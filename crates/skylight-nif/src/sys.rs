//! Raw libskylight C ABI
//!
//! Mirrors the symbols exported by the closed-source libskylight shared
//! library. Nothing here is linked at build time: [`SkylightApi`] is filled
//! in from a [`Library`] at runtime (or handed a prebuilt table) and every
//! native call goes through it.
//!
//! Every `c_int` status uses `0` for success. `sky_lex_sql` is the one
//! exception: only a negative status is a failure.

use std::os::raw::c_int;

use crate::loader::{Library, LoadError};

// ============================================================================
// Opaque Types
// ============================================================================

/// `sky_buf_t`: a `(pointer, length)` view over bytes owned by someone else.
#[repr(C)]
#[derive(Debug, Clone, Copy)]
pub struct SkyBuf {
    /// First byte of the view (may be null when `len` is 0)
    pub data: *const u8,
    /// Number of bytes in the view
    pub len: usize,
}

/// Opaque `sky_instrumenter_t`
#[repr(C)]
pub struct SkyInstrumenter {
    _private: [u8; 0],
}

/// Opaque `sky_trace_t`
#[repr(C)]
pub struct SkyTrace {
    _private: [u8; 0],
}

// ============================================================================
// Function Signatures
// ============================================================================

/// `uint64_t sky_hrtime()`
pub type HrtimeFn = unsafe extern "C" fn() -> u64;
/// `int sky_instrumenter_new(sky_buf_t* env, int envc, sky_instrumenter_t** out)`
pub type InstrumenterNewFn =
    unsafe extern "C" fn(*const SkyBuf, c_int, *mut *mut SkyInstrumenter) -> c_int;
/// `void sky_instrumenter_free(sky_instrumenter_t* inst)`
pub type InstrumenterFreeFn = unsafe extern "C" fn(*mut SkyInstrumenter);
/// `int sky_instrumenter_start(const sky_instrumenter_t* inst)`
pub type InstrumenterStartFn = unsafe extern "C" fn(*const SkyInstrumenter) -> c_int;
/// `int sky_instrumenter_stop(sky_instrumenter_t* inst)`
pub type InstrumenterStopFn = unsafe extern "C" fn(*mut SkyInstrumenter) -> c_int;
/// `int sky_instrumenter_submit_trace(const sky_instrumenter_t* inst, sky_trace_t* trace)`
///
/// Takes ownership of the trace when it returns 0.
pub type InstrumenterSubmitTraceFn =
    unsafe extern "C" fn(*const SkyInstrumenter, *mut SkyTrace) -> c_int;
/// `int sky_instrumenter_track_desc(sky_instrumenter_t* inst, sky_buf_t endpoint, sky_buf_t desc, int* out)`
pub type InstrumenterTrackDescFn =
    unsafe extern "C" fn(*mut SkyInstrumenter, SkyBuf, SkyBuf, *mut c_int) -> c_int;
/// `int sky_trace_new(uint64_t start, sky_buf_t uuid, sky_buf_t endpoint, sky_trace_t** out)`
pub type TraceNewFn = unsafe extern "C" fn(u64, SkyBuf, SkyBuf, *mut *mut SkyTrace) -> c_int;
/// `void sky_trace_free(sky_trace_t* trace)`
pub type TraceFreeFn = unsafe extern "C" fn(*mut SkyTrace);
/// `int sky_trace_start(const sky_trace_t* trace, uint64_t* out)`
pub type TraceStartFn = unsafe extern "C" fn(*const SkyTrace, *mut u64) -> c_int;
/// `int sky_trace_endpoint(const sky_trace_t* trace, sky_buf_t* out)`, also `sky_trace_uuid`
pub type TraceGetBufFn = unsafe extern "C" fn(*const SkyTrace, *mut SkyBuf) -> c_int;
/// `int sky_trace_set_endpoint(sky_trace_t* trace, sky_buf_t endpoint)`, also `sky_trace_set_uuid`
pub type TraceSetBufFn = unsafe extern "C" fn(*mut SkyTrace, SkyBuf) -> c_int;
/// `int sky_trace_instrument(sky_trace_t* trace, uint64_t time, sky_buf_t category, uint32_t* out)`
pub type TraceInstrumentFn = unsafe extern "C" fn(*mut SkyTrace, u64, SkyBuf, *mut u32) -> c_int;
/// `int sky_trace_span_set_title(sky_trace_t* trace, uint32_t handle, sky_buf_t title)`, also `_desc`
pub type TraceSpanSetBufFn = unsafe extern "C" fn(*mut SkyTrace, u32, SkyBuf) -> c_int;
/// `int sky_trace_span_done(sky_trace_t* trace, uint32_t handle, uint64_t time)`
pub type TraceSpanDoneFn = unsafe extern "C" fn(*mut SkyTrace, u32, u64) -> c_int;
/// `int sky_lex_sql(sky_buf_t sql, sky_buf_t* title, sky_buf_t* statement)`
pub type LexSqlFn = unsafe extern "C" fn(SkyBuf, *mut SkyBuf, *mut SkyBuf) -> c_int;

// ============================================================================
// Function Table
// ============================================================================

/// Every libskylight entry point the bridge calls. There are no optional
/// entries: a table either exists with all of them or does not exist.
#[allow(missing_docs)] // fields are named after their `sky_` symbols
#[derive(Debug, Clone, Copy)]
pub struct SkylightApi {
    pub hrtime: HrtimeFn,
    pub instrumenter_new: InstrumenterNewFn,
    pub instrumenter_free: InstrumenterFreeFn,
    pub instrumenter_start: InstrumenterStartFn,
    pub instrumenter_stop: InstrumenterStopFn,
    pub instrumenter_submit_trace: InstrumenterSubmitTraceFn,
    pub instrumenter_track_desc: InstrumenterTrackDescFn,
    pub trace_new: TraceNewFn,
    pub trace_free: TraceFreeFn,
    pub trace_start: TraceStartFn,
    pub trace_endpoint: TraceGetBufFn,
    pub trace_set_endpoint: TraceSetBufFn,
    pub trace_uuid: TraceGetBufFn,
    pub trace_set_uuid: TraceSetBufFn,
    pub trace_instrument: TraceInstrumentFn,
    pub trace_span_set_title: TraceSpanSetBufFn,
    pub trace_span_set_desc: TraceSpanSetBufFn,
    pub trace_span_done: TraceSpanDoneFn,
    pub lex_sql: LexSqlFn,
}

/// Symbol names resolved by [`SkylightApi::resolve`], in table order.
pub const SYMBOLS: [&str; 19] = [
    "sky_hrtime",
    "sky_instrumenter_new",
    "sky_instrumenter_free",
    "sky_instrumenter_start",
    "sky_instrumenter_stop",
    "sky_instrumenter_submit_trace",
    "sky_instrumenter_track_desc",
    "sky_trace_new",
    "sky_trace_free",
    "sky_trace_start",
    "sky_trace_endpoint",
    "sky_trace_set_endpoint",
    "sky_trace_uuid",
    "sky_trace_set_uuid",
    "sky_trace_instrument",
    "sky_trace_span_set_title",
    "sky_trace_span_set_desc",
    "sky_trace_span_done",
    "sky_lex_sql",
];

impl SkylightApi {
    /// Resolve every entry point from an opened library.
    ///
    /// Fails on the first missing symbol; no partially filled table is
    /// ever produced.
    ///
    /// # Safety
    ///
    /// The library must be a libskylight build exporting [`SYMBOLS`] with
    /// the signatures declared in this module, and it must stay loaded for
    /// as long as the returned table (or anything created through it) is
    /// in use.
    pub unsafe fn resolve(library: &Library) -> Result<Self, LoadError> {
        Ok(SkylightApi {
            hrtime: library.get("sky_hrtime")?,
            instrumenter_new: library.get("sky_instrumenter_new")?,
            instrumenter_free: library.get("sky_instrumenter_free")?,
            instrumenter_start: library.get("sky_instrumenter_start")?,
            instrumenter_stop: library.get("sky_instrumenter_stop")?,
            instrumenter_submit_trace: library.get("sky_instrumenter_submit_trace")?,
            instrumenter_track_desc: library.get("sky_instrumenter_track_desc")?,
            trace_new: library.get("sky_trace_new")?,
            trace_free: library.get("sky_trace_free")?,
            trace_start: library.get("sky_trace_start")?,
            trace_endpoint: library.get("sky_trace_endpoint")?,
            trace_set_endpoint: library.get("sky_trace_set_endpoint")?,
            trace_uuid: library.get("sky_trace_uuid")?,
            trace_set_uuid: library.get("sky_trace_set_uuid")?,
            trace_instrument: library.get("sky_trace_instrument")?,
            trace_span_set_title: library.get("sky_trace_span_set_title")?,
            trace_span_set_desc: library.get("sky_trace_span_set_desc")?,
            trace_span_done: library.get("sky_trace_span_done")?,
            lex_sql: library.get("sky_lex_sql")?,
        })
    }
}
//! Opening libskylight at runtime
//!
//! The path is handed to the platform loader exactly as given: no search
//! path, no filename decoration. Symbols come back as untyped addresses and
//! are cast to their declared signatures by [`Library::get`].

use std::ffi::{c_void, CString};
use std::path::{Path, PathBuf};
use std::ptr::NonNull;

use thiserror::Error;

/// Why a library could not be opened or a symbol not resolved
#[derive(Debug, Error)]
pub enum LoadError {
    /// The platform loader refused the file
    #[error("Library not found: {path}: {reason}")]
    NotFound {
        /// Path that was attempted
        path: String,
        /// Loader diagnostic
        reason: String,
    },

    /// The library does not export a required entry point
    #[error("Symbol not found: {symbol} in {library}")]
    SymbolNotFound {
        /// Missing symbol
        symbol: String,
        /// Library path, plus the loader diagnostic when there is one
        library: String,
    },

    /// Path cannot be handed to the platform loader
    #[error("Invalid library path: {0}")]
    InvalidPath(String),

    /// Platform-specific error
    #[error("Platform error: {0}")]
    PlatformError(String),
}

/// Turn host path bytes into a filesystem path.
///
/// Unix paths are arbitrary bytes. Elsewhere they have to be UTF-8.
pub fn path_from_bytes(bytes: &[u8]) -> Result<PathBuf, LoadError> {
    #[cfg(unix)]
    {
        use std::os::unix::ffi::OsStrExt;
        Ok(PathBuf::from(std::ffi::OsStr::from_bytes(bytes)))
    }

    #[cfg(not(unix))]
    {
        std::str::from_utf8(bytes)
            .map(PathBuf::from)
            .map_err(|_| LoadError::InvalidPath(String::from_utf8_lossy(bytes).into_owned()))
    }
}

/// An open shared library.
///
/// Dropping it unloads the library, which invalidates every address
/// [`Library::get`] returned.
pub struct Library {
    handle: NonNull<c_void>,
    path: String,
}

// The handle is only an identifier for the loader; the platform loaders
// are thread-safe.
unsafe impl Send for Library {}
unsafe impl Sync for Library {}

impl Library {
    /// Open the library at `path`.
    ///
    /// Unix uses `dlopen(RTLD_NOW | RTLD_LOCAL)`, so an unresolvable
    /// dependency fails here rather than at first call. Windows uses
    /// `LoadLibraryW`.
    pub fn open<P: AsRef<Path>>(path: P) -> Result<Self, LoadError> {
        let path = path.as_ref();
        let display = path.display().to_string();
        let handle = imp::open(path)?.ok_or_else(|| LoadError::NotFound {
            path: display.clone(),
            reason: imp::last_error().unwrap_or_else(|| "unknown error".to_string()),
        })?;

        Ok(Library {
            handle,
            path: display,
        })
    }

    /// Resolve `symbol` as a `T`.
    ///
    /// # Safety
    ///
    /// `T` must be a function pointer type matching the symbol's real
    /// signature, and the result must not be used after `self` is dropped.
    pub unsafe fn get<T: Copy>(&self, symbol: &str) -> Result<T, LoadError> {
        if std::mem::size_of::<T>() != std::mem::size_of::<*mut c_void>() {
            return Err(LoadError::PlatformError(format!(
                "{} cannot be read as a {}-byte value",
                symbol,
                std::mem::size_of::<T>()
            )));
        }
        let name = CString::new(symbol)
            .map_err(|e| LoadError::PlatformError(format!("Invalid symbol name: {}", e)))?;

        match imp::symbol(self.handle, &name) {
            Ok(addr) => Ok(std::mem::transmute_copy(&addr)),
            Err(reason) => Err(LoadError::SymbolNotFound {
                symbol: symbol.to_string(),
                library: match reason {
                    Some(reason) => format!("{}: {}", self.path, reason),
                    None => self.path.clone(),
                },
            }),
        }
    }

    /// Get the path this library was loaded from
    pub fn path(&self) -> &str {
        &self.path
    }
}

impl Drop for Library {
    fn drop(&mut self) {
        unsafe { imp::close(self.handle) }
    }
}

impl std::fmt::Debug for Library {
    fn fmt(&self, f: &mut std::fmt::Formatter<'_>) -> std::fmt::Result {
        f.debug_struct("Library").field("path", &self.path).finish()
    }
}

// ============================================================================
// Unix (Linux, macOS, BSD)
// ============================================================================

#[cfg(unix)]
mod imp {
    use std::ffi::{c_void, CStr, CString};
    use std::os::unix::ffi::OsStrExt;
    use std::path::Path;
    use std::ptr::NonNull;

    use super::LoadError;

    pub(super) fn open(path: &Path) -> Result<Option<NonNull<c_void>>, LoadError> {
        let c_path = CString::new(path.as_os_str().as_bytes())
            .map_err(|e| LoadError::InvalidPath(format!("{}: {}", path.display(), e)))?;
        Ok(NonNull::new(unsafe {
            libc::dlopen(c_path.as_ptr(), libc::RTLD_NOW | libc::RTLD_LOCAL)
        }))
    }

    pub(super) fn last_error() -> Option<String> {
        let msg = unsafe { libc::dlerror() };
        if msg.is_null() {
            None
        } else {
            Some(unsafe { CStr::from_ptr(msg) }.to_string_lossy().into_owned())
        }
    }

    /// `Err(None)` means the symbol exists but is null, which is as useless
    /// as it not existing.
    pub(super) unsafe fn symbol(
        handle: NonNull<c_void>,
        name: &CStr,
    ) -> Result<NonNull<c_void>, Option<String>> {
        // dlsym reports through dlerror, so clear any stale message first.
        libc::dlerror();
        let addr = libc::dlsym(handle.as_ptr(), name.as_ptr());
        if let Some(reason) = last_error() {
            return Err(Some(reason));
        }
        NonNull::new(addr).ok_or(None)
    }

    pub(super) unsafe fn close(handle: NonNull<c_void>) {
        libc::dlclose(handle.as_ptr());
    }
}

// ============================================================================
// Windows
// ============================================================================

#[cfg(windows)]
mod imp {
    use std::ffi::{c_void, CStr};
    use std::os::raw::c_char;
    use std::os::windows::ffi::OsStrExt;
    use std::path::Path;
    use std::ptr::NonNull;

    use super::LoadError;

    extern "system" {
        fn LoadLibraryW(filename: *const u16) -> *mut c_void;
        fn GetProcAddress(module: *mut c_void, procname: *const c_char) -> *mut c_void;
        fn FreeLibrary(module: *mut c_void) -> i32;
        fn GetLastError() -> u32;
    }

    pub(super) fn open(path: &Path) -> Result<Option<NonNull<c_void>>, LoadError> {
        let wide: Vec<u16> = path
            .as_os_str()
            .encode_wide()
            .chain(std::iter::once(0))
            .collect();
        if wide[..wide.len() - 1].contains(&0) {
            return Err(LoadError::InvalidPath(path.display().to_string()));
        }
        Ok(NonNull::new(unsafe { LoadLibraryW(wide.as_ptr()) }))
    }

    pub(super) fn last_error() -> Option<String> {
        Some(format!("error code: {}", unsafe { GetLastError() }))
    }

    pub(super) unsafe fn symbol(
        handle: NonNull<c_void>,
        name: &CStr,
    ) -> Result<NonNull<c_void>, Option<String>> {
        NonNull::new(GetProcAddress(handle.as_ptr(), name.as_ptr())).ok_or_else(last_error)
    }

    pub(super) unsafe fn close(handle: NonNull<c_void>) {
        FreeLibrary(handle.as_ptr());
    }
}

#[cfg(test)]
mod tests {
    use super::*;

    #[test]
    fn test_library_not_found() {
        match Library::open("/nonexistent/libskylight.so") {
            Err(LoadError::NotFound { path, reason }) => {
                assert!(path.contains("libskylight"));
                assert!(!reason.is_empty());
            }
            other => panic!("Expected NotFound error, got {:?}", other.map(|_| ())),
        }
    }

    #[cfg(unix)]
    #[test]
    fn test_interior_nul_is_invalid_path() {
        let path = path_from_bytes(b"/tmp/lib\0skylight.so").unwrap();
        assert!(matches!(Library::open(path), Err(LoadError::InvalidPath(_))));
    }

    #[cfg(unix)]
    #[test]
    fn test_non_utf8_path_bytes_are_accepted() {
        let path = path_from_bytes(b"/opt/\xffskylight/libskylight.so").unwrap();
        assert_eq!(path.file_name().unwrap(), "libskylight.so");
    }

    #[cfg(target_os = "linux")]
    #[test]
    fn test_missing_symbol_in_real_library() {
        // libc is always mapped on linux and has no sky_* symbols.
        let lib = match Library::open("libc.so.6") {
            Ok(lib) => lib,
            Err(_) => return,
        };
        let result = unsafe { lib.get::<unsafe extern "C" fn() -> u64>("sky_hrtime") };
        match result {
            Err(LoadError::SymbolNotFound { symbol, library }) => {
                assert_eq!(symbol, "sky_hrtime");
                assert!(library.starts_with("libc.so.6"));
            }
            other => panic!("Expected SymbolNotFound, got {:?}", other.map(|_| ())),
        }
    }

    #[cfg(target_os = "linux")]
    #[test]
    fn test_get_rejects_non_pointer_types() {
        let lib = match Library::open("libc.so.6") {
            Ok(lib) => lib,
            Err(_) => return,
        };
        let result = unsafe { lib.get::<[u8; 3]>("malloc") };
        assert!(matches!(result, Err(LoadError::PlatformError(_))));
    }
}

----------

Starting at the line above that holds "open shared library." and ending at the line that holds "if std::mem::size_of::<T>() != std::mem::size_of::<*mut", transcribe each line exactly and include no other lines.

/// An open shared library.
///
/// Dropping it unloads the library, which invalidates every address
/// [`Library::get`] returned.
pub struct Library {
    handle: NonNull<c_void>,
    path: String,
}

// The handle is only an identifier for the loader; the platform loaders
// are thread-safe.
unsafe impl Send for Library {}
unsafe impl Sync for Library {}

impl Library {
    /// Open the library at `path`.
    ///
    /// Unix uses `dlopen(RTLD_NOW | RTLD_LOCAL)`, so an unresolvable
    /// dependency fails here rather than at first call. Windows uses
    /// `LoadLibraryW`.
    pub fn open<P: AsRef<Path>>(path: P) -> Result<Self, LoadError> {
        let path = path.as_ref();
        let display = path.display().to_string();
        let handle = imp::open(path)?.ok_or_else(|| LoadError::NotFound {
            path: display.clone(),
            reason: imp::last_error().unwrap_or_else(|| "unknown error".to_string()),
        })?;

        Ok(Library {
            handle,
            path: display,
        })
    }

    /// Resolve `symbol` as a `T`.
    ///
    /// # Safety
    ///
    /// `T` must be a function pointer type matching the symbol's real
    /// signature, and the result must not be used after `self` is dropped.
    pub unsafe fn get<T: Copy>(&self, symbol: &str) -> Result<T, LoadError> {
        if std::mem::size_of::<T>() != std::mem::size_of::<*mut c_void>() {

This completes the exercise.